Dataset entries START
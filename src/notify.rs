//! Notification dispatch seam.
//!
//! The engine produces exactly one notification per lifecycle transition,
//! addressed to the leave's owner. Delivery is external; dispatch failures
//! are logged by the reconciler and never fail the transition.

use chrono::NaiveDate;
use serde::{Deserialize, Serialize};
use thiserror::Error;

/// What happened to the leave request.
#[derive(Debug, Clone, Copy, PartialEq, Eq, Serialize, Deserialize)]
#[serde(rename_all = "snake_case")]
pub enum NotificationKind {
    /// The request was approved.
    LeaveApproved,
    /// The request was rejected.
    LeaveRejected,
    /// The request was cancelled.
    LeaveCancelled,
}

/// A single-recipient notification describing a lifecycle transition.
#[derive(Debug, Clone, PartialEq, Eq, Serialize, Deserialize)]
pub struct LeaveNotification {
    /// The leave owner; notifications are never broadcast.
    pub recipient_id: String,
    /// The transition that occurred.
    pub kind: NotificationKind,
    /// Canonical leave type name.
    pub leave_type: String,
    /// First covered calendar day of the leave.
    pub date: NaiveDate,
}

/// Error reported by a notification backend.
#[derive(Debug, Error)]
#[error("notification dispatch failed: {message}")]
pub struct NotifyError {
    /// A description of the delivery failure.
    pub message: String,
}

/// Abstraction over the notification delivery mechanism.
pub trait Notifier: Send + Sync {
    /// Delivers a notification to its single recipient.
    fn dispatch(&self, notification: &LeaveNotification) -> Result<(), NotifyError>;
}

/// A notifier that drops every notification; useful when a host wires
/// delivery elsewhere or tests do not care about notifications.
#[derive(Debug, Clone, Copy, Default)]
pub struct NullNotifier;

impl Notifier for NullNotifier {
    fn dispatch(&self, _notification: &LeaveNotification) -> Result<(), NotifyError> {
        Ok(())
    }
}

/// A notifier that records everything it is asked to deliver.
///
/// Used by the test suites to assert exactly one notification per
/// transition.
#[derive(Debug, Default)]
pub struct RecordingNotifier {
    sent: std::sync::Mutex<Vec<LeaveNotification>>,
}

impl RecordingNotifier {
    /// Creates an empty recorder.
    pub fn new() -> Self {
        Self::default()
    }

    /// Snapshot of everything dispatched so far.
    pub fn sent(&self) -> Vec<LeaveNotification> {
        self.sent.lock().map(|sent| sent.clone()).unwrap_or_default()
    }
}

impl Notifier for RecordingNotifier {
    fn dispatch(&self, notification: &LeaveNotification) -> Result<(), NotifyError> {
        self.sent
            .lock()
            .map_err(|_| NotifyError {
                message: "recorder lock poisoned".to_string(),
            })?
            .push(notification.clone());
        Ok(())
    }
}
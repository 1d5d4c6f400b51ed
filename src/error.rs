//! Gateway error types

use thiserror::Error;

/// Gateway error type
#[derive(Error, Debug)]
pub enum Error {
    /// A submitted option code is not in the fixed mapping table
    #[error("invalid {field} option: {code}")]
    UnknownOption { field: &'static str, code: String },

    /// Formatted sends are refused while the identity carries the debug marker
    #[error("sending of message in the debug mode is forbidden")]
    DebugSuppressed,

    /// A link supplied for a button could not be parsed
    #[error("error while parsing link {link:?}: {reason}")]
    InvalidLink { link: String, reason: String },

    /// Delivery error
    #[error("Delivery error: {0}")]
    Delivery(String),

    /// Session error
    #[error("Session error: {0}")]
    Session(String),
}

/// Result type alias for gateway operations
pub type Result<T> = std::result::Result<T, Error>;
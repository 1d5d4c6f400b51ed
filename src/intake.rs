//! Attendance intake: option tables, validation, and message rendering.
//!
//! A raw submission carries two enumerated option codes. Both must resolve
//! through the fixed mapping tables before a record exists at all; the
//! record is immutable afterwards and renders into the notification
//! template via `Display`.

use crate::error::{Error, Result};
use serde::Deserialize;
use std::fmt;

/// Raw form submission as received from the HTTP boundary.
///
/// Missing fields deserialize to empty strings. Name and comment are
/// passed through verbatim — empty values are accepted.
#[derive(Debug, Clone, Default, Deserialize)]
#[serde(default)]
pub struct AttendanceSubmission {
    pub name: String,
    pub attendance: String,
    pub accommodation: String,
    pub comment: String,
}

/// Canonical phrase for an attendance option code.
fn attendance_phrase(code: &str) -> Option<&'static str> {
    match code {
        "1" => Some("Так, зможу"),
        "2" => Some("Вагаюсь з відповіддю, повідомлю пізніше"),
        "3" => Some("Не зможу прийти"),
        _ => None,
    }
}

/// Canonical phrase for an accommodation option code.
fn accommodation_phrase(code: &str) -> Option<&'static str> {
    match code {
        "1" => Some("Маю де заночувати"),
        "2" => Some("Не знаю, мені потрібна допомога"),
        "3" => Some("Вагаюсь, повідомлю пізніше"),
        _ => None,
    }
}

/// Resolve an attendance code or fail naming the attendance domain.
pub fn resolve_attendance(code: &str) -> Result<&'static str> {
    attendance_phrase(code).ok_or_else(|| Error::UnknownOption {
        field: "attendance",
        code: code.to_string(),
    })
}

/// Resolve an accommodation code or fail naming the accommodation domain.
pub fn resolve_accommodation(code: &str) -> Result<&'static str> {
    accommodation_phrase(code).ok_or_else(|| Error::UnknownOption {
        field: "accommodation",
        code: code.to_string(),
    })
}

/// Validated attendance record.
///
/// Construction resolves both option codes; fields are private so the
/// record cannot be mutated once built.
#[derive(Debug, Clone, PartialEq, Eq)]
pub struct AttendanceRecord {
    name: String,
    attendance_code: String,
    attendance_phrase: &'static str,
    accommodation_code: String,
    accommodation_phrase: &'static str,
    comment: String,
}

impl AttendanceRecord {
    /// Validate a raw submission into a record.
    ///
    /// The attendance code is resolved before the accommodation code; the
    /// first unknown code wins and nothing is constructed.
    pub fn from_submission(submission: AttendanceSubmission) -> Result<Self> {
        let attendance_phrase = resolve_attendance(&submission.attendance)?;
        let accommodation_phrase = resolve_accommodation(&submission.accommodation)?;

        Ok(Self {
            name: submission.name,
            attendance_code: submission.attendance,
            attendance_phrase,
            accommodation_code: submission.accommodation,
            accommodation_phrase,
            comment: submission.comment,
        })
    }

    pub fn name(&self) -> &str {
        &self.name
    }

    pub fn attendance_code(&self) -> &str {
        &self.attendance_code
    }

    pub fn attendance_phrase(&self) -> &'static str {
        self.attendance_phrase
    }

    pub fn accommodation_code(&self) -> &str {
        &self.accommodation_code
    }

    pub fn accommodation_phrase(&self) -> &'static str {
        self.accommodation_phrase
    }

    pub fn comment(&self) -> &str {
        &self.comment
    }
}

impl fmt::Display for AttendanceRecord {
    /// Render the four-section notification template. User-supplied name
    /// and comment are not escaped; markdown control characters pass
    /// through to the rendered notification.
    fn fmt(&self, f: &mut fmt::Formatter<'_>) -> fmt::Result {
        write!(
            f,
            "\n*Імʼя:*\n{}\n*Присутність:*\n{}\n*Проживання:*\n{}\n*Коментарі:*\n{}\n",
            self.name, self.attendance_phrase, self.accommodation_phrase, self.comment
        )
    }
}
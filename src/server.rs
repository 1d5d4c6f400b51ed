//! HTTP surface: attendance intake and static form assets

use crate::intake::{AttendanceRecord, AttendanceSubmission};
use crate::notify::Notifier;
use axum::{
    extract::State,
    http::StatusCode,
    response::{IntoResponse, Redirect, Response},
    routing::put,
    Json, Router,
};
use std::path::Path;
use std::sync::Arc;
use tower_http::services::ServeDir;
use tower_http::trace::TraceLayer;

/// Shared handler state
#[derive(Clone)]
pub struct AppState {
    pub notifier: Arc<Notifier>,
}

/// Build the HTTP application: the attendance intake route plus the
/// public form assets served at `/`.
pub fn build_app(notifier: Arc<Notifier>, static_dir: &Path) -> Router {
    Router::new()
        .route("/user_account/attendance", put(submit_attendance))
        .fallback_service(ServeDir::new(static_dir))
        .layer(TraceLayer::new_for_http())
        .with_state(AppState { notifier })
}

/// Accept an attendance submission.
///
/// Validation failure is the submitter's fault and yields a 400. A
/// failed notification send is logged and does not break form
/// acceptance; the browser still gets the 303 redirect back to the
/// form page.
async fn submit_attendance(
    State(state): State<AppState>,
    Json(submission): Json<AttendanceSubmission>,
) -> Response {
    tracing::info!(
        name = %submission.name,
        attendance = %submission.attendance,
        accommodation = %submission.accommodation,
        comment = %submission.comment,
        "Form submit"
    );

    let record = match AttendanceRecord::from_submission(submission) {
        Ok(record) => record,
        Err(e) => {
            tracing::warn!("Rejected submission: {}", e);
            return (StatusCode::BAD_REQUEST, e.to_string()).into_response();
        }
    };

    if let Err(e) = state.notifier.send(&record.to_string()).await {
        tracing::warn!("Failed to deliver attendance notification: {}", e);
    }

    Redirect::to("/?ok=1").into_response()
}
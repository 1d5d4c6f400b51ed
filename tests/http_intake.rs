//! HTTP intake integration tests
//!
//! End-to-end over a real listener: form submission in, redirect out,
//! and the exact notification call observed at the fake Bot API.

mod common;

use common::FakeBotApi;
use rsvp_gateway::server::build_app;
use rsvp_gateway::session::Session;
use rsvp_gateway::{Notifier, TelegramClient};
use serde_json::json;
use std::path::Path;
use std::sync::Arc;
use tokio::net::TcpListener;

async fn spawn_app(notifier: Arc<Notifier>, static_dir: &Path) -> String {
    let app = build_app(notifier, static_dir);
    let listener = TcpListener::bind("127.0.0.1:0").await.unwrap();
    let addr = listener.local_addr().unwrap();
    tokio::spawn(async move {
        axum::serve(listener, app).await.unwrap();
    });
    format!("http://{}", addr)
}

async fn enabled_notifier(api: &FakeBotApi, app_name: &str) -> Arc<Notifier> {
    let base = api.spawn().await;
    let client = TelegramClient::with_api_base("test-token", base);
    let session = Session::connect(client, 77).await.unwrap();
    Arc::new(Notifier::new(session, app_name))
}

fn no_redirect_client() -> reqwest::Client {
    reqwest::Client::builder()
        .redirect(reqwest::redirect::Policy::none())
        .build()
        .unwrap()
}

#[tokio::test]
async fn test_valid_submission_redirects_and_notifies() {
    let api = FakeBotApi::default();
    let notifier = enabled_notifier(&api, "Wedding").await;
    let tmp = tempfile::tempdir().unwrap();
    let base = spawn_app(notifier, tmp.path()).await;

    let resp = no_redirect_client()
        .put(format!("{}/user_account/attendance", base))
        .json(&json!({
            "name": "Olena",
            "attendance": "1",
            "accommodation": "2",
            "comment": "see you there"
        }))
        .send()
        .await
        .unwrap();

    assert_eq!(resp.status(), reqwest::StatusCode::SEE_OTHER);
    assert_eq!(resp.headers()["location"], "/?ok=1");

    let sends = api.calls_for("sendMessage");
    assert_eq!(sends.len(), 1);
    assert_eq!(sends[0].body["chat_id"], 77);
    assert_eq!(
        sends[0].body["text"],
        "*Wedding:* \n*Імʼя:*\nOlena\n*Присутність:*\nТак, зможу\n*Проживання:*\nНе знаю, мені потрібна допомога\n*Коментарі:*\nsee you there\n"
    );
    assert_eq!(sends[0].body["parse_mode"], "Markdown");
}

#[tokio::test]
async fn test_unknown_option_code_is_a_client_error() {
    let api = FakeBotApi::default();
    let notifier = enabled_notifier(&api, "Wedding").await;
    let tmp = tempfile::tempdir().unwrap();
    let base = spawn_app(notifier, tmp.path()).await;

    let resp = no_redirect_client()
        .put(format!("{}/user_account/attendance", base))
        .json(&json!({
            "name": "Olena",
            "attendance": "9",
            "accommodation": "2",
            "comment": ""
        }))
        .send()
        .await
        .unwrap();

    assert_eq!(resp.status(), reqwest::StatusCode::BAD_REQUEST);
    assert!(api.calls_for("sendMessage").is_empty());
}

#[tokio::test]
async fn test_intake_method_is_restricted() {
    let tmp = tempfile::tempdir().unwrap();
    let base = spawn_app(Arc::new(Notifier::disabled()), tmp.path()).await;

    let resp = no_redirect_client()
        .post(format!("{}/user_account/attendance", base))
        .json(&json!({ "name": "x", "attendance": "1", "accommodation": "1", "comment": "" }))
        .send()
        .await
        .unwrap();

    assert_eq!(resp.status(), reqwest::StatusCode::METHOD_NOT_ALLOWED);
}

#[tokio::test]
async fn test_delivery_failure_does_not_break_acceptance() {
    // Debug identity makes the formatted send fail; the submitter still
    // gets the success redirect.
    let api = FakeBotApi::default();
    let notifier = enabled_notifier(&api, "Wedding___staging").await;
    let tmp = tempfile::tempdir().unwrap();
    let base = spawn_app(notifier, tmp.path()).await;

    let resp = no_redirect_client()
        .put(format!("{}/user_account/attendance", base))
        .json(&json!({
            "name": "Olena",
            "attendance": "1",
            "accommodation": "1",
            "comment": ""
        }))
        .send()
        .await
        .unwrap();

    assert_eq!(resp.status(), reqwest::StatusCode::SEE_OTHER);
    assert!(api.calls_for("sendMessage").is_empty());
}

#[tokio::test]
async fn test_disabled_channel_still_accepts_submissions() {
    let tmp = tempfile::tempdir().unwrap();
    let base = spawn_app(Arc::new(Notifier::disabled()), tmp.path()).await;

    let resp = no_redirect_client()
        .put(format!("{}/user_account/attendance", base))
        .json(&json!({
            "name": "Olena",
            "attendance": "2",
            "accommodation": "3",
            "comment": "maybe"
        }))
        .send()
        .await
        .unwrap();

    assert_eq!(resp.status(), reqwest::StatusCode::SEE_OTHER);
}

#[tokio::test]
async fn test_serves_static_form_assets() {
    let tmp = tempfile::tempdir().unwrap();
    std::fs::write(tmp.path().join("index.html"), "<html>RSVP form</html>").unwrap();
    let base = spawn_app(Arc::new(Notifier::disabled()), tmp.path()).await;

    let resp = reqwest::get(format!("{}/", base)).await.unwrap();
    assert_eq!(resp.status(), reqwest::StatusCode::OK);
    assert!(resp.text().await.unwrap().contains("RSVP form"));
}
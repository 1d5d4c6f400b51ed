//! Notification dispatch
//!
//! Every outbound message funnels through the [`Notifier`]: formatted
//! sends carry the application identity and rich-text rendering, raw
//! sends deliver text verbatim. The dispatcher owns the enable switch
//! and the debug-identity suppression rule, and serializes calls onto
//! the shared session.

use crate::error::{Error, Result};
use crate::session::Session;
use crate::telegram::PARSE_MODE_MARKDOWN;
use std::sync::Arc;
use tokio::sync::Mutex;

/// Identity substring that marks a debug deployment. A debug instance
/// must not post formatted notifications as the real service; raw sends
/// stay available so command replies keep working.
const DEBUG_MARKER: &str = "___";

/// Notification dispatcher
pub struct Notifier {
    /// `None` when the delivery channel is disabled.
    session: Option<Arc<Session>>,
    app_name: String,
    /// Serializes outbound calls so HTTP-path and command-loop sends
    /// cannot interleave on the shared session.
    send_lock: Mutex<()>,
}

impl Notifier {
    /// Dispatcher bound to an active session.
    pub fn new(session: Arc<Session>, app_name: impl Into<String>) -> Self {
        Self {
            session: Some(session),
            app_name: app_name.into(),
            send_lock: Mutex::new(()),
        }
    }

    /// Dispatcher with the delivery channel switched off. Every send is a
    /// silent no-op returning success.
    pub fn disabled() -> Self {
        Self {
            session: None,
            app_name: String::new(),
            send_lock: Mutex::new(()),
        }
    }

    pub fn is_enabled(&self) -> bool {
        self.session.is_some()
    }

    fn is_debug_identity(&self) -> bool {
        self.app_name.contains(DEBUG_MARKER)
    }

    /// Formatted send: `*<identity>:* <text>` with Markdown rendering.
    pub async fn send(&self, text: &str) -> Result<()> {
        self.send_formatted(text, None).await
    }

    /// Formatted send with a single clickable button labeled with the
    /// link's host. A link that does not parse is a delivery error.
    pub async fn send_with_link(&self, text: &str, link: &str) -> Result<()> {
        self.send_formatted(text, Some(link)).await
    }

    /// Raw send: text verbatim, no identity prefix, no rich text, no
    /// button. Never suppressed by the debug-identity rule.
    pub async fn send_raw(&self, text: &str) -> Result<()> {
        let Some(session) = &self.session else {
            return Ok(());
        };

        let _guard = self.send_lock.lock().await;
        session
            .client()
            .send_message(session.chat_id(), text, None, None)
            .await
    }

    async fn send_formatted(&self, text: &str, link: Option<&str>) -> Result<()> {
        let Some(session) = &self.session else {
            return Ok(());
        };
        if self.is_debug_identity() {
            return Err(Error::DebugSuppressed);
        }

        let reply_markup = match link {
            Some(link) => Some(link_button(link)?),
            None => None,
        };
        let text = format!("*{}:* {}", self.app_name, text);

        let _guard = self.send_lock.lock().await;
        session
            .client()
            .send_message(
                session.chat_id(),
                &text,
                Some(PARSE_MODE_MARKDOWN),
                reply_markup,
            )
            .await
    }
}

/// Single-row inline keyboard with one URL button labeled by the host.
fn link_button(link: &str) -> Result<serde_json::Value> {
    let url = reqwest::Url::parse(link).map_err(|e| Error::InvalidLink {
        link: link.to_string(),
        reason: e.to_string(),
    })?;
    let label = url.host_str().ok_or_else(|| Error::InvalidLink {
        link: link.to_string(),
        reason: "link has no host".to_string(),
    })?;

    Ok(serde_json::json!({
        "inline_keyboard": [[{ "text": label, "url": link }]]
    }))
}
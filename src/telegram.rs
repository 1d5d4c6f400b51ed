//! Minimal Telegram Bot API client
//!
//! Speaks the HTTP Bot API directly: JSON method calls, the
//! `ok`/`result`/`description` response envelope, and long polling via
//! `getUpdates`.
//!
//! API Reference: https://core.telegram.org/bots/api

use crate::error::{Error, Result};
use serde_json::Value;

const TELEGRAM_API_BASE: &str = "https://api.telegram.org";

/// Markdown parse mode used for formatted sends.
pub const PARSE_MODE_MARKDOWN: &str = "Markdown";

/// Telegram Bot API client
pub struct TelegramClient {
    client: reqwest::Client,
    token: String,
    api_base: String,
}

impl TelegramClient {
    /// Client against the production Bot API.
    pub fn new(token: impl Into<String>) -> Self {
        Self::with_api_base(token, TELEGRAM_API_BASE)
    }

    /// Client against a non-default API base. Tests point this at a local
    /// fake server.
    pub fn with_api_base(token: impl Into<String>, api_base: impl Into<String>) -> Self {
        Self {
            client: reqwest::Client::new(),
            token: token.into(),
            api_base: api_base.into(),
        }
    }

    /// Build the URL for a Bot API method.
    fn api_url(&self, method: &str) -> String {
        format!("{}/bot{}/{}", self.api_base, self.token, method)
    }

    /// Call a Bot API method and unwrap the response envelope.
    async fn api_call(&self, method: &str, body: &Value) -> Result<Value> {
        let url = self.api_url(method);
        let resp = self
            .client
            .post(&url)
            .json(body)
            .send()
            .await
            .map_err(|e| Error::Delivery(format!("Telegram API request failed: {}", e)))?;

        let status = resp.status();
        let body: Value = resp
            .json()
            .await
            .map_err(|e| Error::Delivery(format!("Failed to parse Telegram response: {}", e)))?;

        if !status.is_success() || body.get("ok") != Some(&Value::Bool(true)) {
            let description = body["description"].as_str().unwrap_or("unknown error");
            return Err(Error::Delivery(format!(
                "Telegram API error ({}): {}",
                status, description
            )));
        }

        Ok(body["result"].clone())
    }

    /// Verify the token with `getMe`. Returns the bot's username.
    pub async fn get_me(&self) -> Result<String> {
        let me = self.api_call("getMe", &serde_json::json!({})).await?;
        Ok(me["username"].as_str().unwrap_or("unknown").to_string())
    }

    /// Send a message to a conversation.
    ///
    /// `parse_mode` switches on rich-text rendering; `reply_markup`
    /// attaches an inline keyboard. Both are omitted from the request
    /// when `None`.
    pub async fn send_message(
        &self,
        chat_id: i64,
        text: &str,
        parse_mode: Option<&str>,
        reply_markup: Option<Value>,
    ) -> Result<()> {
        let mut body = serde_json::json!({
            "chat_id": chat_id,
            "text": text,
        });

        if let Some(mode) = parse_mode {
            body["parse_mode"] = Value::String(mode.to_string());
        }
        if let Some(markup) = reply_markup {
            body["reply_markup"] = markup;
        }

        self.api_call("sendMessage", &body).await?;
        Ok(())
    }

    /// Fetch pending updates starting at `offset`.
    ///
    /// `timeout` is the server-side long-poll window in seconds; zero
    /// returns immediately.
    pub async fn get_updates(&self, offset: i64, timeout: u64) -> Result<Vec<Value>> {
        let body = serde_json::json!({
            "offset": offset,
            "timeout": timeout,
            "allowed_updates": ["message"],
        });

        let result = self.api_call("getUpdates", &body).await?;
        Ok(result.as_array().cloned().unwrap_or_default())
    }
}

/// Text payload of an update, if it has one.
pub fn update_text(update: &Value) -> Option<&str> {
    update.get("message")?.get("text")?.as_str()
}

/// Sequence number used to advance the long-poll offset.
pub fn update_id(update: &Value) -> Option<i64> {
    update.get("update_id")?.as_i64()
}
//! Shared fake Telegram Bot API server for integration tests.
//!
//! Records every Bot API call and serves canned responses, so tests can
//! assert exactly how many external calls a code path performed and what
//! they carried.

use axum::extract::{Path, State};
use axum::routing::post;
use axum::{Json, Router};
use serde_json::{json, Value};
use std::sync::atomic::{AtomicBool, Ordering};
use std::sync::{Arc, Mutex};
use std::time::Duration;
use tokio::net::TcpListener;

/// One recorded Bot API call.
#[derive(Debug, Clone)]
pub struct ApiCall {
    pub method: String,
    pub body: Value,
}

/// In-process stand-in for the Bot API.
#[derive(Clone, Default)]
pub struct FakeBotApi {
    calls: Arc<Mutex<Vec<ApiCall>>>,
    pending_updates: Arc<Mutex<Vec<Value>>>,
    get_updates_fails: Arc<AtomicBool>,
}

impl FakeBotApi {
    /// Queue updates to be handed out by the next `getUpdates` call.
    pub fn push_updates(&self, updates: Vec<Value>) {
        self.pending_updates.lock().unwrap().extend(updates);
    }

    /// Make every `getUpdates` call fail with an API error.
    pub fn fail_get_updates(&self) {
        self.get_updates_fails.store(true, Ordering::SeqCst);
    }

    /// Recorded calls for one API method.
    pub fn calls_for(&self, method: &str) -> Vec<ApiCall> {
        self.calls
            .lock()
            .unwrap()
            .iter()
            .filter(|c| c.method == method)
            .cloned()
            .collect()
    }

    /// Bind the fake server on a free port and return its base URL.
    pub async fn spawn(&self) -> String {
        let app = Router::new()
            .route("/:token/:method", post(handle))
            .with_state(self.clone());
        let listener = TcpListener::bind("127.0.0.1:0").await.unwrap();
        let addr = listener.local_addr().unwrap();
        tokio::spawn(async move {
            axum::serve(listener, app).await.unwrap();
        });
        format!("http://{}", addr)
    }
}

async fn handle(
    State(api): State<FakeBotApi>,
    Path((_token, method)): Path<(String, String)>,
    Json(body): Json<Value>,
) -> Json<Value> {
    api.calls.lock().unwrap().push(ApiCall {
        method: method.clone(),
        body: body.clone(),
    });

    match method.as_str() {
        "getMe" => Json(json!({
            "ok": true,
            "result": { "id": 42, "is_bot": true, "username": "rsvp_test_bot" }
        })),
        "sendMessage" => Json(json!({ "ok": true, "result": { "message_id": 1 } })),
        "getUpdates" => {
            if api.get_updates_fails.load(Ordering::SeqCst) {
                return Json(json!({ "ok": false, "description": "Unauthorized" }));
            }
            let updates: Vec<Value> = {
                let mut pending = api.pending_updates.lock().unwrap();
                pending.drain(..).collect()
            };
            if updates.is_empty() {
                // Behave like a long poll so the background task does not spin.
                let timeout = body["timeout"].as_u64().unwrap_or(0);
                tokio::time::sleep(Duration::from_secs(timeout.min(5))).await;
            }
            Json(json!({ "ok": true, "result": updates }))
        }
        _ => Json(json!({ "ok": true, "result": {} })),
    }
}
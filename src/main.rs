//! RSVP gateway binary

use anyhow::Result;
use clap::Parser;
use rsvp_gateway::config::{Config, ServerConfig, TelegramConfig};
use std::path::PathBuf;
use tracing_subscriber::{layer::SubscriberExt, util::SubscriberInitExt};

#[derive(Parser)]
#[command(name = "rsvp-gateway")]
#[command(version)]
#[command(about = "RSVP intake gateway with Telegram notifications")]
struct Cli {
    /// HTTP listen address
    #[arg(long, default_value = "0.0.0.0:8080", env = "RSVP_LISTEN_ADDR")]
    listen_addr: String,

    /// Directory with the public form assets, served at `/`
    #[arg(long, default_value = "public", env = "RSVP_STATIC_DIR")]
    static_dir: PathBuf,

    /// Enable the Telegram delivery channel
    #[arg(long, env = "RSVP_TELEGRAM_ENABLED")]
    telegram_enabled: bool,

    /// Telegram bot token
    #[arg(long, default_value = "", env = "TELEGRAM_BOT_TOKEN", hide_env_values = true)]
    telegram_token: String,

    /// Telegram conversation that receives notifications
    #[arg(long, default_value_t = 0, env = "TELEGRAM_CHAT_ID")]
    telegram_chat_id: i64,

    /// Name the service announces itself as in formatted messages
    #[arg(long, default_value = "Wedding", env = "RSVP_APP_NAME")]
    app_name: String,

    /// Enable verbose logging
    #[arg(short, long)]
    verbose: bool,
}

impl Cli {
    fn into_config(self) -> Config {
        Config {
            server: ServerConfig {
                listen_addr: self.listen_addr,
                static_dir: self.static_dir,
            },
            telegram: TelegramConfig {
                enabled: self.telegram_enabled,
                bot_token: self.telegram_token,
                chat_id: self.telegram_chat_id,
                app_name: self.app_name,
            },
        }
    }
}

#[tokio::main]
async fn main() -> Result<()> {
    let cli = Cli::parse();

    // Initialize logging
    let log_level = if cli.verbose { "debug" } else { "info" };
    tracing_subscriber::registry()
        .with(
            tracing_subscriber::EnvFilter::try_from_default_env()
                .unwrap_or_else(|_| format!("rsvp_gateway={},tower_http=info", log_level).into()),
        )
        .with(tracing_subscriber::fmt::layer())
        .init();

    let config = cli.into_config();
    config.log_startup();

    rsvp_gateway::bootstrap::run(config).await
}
Dataset entries END
Please transcribe the records exactly from their first line through the line holding "a host wires", and leave out all others.

Result below:
filename src/notify.rs
//! Notification dispatch seam.
//!
//! The engine produces exactly one notification per lifecycle transition,
//! addressed to the leave's owner. Delivery is external; dispatch failures
//! are logged by the reconciler and never fail the transition.

use chrono::NaiveDate;
use serde::{Deserialize, Serialize};
use thiserror::Error;

/// What happened to the leave request.
#[derive(Debug, Clone, Copy, PartialEq, Eq, Serialize, Deserialize)]
#[serde(rename_all = "snake_case")]
pub enum NotificationKind {
    /// The request was approved.
    LeaveApproved,
    /// The request was rejected.
    LeaveRejected,
    /// The request was cancelled.
    LeaveCancelled,
}

/// A single-recipient notification describing a lifecycle transition.
#[derive(Debug, Clone, PartialEq, Eq, Serialize, Deserialize)]
pub struct LeaveNotification {
    /// The leave owner; notifications are never broadcast.
    pub recipient_id: String,
    /// The transition that occurred.
    pub kind: NotificationKind,
    /// Canonical leave type name.
    pub leave_type: String,
    /// First covered calendar day of the leave.
    pub date: NaiveDate,
}

/// Error reported by a notification backend.
#[derive(Debug, Error)]
#[error("notification dispatch failed: {message}")]
pub struct NotifyError {
    /// A description of the delivery failure.
    pub message: String,
}

/// Abstraction over the notification delivery mechanism.
pub trait Notifier: Send + Sync {
    /// Delivers a notification to its single recipient.
    fn dispatch(&self, notification: &LeaveNotification) -> Result<(), NotifyError>;
}

/// A notifier that drops every notification; useful when a host wires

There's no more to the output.